Recorded information ::

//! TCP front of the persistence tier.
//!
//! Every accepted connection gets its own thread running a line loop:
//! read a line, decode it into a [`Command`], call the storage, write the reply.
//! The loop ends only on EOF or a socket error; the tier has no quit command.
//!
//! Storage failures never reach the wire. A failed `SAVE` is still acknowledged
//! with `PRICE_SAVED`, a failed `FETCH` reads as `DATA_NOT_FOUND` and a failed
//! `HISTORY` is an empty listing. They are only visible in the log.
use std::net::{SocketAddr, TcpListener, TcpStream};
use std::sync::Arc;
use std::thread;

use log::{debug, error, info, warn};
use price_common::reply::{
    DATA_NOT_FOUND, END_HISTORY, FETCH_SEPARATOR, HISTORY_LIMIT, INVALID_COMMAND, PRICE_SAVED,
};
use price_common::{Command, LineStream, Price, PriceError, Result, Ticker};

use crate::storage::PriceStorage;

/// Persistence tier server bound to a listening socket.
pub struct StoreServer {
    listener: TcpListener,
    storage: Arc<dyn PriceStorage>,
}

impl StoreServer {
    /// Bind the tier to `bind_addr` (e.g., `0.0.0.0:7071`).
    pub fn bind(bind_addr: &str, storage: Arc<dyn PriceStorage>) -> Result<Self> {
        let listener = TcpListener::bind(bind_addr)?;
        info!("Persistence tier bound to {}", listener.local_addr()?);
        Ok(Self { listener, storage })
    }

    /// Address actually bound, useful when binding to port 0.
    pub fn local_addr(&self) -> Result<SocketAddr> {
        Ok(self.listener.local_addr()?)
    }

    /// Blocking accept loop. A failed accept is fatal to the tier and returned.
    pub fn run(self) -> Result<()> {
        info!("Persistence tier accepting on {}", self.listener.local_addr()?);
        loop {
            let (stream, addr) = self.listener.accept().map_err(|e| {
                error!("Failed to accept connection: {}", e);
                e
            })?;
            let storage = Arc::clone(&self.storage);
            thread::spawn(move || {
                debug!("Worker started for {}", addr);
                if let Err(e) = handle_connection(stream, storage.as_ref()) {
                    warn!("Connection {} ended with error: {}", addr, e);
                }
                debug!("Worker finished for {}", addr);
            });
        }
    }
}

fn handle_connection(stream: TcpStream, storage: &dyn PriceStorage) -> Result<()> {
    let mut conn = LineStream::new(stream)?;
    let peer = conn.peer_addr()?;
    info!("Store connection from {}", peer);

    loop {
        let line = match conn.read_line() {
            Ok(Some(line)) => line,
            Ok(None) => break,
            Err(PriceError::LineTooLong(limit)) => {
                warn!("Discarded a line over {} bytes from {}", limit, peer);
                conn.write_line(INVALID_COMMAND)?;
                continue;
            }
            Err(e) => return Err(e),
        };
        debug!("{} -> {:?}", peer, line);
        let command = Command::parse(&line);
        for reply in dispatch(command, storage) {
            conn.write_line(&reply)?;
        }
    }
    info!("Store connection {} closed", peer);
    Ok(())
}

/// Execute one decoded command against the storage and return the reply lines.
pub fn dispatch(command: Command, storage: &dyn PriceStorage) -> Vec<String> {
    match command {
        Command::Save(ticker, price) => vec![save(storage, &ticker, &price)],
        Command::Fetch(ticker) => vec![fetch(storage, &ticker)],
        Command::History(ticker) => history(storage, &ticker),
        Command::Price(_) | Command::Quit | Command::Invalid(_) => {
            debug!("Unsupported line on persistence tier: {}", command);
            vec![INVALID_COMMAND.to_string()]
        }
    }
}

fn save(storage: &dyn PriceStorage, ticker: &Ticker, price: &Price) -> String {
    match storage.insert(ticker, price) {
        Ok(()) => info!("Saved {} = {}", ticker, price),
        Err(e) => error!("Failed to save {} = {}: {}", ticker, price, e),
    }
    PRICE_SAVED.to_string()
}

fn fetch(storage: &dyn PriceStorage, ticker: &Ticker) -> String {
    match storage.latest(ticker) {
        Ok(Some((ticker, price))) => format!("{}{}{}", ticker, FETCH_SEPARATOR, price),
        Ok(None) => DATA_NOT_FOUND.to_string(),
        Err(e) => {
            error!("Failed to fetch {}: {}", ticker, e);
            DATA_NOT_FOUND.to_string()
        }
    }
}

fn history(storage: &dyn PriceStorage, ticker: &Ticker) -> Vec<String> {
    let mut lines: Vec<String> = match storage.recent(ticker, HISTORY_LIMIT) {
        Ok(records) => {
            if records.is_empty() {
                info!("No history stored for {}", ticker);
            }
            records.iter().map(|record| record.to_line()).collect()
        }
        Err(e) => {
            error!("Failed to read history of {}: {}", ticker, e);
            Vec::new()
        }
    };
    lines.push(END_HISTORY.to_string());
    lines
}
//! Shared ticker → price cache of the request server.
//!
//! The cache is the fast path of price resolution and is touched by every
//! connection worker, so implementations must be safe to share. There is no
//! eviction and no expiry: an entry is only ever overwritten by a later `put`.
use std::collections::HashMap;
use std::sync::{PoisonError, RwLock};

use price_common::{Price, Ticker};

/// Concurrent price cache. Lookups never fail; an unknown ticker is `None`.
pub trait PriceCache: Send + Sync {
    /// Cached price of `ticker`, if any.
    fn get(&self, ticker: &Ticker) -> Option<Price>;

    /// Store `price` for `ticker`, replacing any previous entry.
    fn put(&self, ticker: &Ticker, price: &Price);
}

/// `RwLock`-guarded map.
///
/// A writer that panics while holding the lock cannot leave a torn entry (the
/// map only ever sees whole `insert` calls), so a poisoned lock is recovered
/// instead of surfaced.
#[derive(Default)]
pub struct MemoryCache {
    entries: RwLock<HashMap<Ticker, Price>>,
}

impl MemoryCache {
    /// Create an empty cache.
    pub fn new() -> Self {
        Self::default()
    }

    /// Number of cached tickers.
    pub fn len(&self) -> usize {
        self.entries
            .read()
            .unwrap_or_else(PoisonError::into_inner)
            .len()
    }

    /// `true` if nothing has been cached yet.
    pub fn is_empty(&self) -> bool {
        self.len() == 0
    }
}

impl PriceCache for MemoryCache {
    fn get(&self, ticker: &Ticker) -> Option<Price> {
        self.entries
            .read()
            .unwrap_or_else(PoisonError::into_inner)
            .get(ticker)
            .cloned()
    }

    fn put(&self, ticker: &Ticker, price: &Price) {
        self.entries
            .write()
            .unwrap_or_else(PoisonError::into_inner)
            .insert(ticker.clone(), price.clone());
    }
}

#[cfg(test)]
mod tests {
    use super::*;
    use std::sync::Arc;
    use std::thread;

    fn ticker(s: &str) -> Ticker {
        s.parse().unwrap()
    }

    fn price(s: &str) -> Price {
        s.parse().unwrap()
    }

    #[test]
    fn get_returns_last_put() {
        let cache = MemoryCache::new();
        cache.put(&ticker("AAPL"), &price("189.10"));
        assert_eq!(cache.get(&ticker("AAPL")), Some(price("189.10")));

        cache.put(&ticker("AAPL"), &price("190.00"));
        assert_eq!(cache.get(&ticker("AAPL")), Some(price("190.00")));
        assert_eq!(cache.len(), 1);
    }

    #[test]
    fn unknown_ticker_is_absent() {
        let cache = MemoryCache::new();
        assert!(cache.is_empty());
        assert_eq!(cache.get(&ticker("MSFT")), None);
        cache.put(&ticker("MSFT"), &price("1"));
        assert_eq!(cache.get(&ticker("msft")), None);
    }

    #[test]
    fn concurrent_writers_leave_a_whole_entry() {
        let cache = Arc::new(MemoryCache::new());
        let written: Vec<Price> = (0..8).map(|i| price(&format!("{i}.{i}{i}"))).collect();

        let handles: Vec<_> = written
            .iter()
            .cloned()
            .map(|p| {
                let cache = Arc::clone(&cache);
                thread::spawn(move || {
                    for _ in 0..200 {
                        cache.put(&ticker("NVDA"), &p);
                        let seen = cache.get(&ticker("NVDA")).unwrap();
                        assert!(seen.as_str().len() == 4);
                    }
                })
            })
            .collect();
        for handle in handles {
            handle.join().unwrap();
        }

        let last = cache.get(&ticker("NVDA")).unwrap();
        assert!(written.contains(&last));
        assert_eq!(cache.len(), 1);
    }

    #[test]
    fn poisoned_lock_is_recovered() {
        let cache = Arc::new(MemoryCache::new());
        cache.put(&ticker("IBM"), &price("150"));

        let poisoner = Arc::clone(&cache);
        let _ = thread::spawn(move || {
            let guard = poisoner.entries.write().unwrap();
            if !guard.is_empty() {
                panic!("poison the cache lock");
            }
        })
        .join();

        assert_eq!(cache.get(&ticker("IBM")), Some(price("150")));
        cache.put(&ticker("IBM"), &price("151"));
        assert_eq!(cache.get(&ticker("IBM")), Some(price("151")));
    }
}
...
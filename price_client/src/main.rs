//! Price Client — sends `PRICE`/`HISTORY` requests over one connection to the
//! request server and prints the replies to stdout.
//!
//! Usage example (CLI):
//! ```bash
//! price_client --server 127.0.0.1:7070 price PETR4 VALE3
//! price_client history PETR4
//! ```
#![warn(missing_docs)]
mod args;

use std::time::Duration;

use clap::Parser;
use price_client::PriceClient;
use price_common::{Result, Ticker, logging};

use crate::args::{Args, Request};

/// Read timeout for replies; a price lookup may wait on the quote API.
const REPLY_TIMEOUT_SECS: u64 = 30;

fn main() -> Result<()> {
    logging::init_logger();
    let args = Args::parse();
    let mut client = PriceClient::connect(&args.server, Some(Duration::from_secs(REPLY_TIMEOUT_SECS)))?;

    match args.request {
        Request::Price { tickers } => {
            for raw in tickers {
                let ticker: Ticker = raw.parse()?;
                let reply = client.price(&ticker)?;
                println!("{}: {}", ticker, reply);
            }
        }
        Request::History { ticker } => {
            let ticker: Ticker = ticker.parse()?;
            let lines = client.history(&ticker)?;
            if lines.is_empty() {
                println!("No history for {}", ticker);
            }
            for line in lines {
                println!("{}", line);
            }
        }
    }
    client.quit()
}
--
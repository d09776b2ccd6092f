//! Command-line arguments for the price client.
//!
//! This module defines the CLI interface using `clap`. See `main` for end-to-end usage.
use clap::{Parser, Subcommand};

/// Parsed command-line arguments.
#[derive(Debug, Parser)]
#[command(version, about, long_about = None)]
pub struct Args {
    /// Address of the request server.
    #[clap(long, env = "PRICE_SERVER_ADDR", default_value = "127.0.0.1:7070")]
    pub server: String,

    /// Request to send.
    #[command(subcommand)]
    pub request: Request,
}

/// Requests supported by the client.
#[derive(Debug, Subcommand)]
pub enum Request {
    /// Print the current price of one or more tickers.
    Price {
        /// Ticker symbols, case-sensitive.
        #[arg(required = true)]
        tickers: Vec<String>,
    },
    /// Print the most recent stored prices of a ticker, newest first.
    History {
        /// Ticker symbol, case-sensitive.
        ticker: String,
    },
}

Problem description :: How many lines of the listing contain the word "logging"? Reply with only the number.

Your response :: 2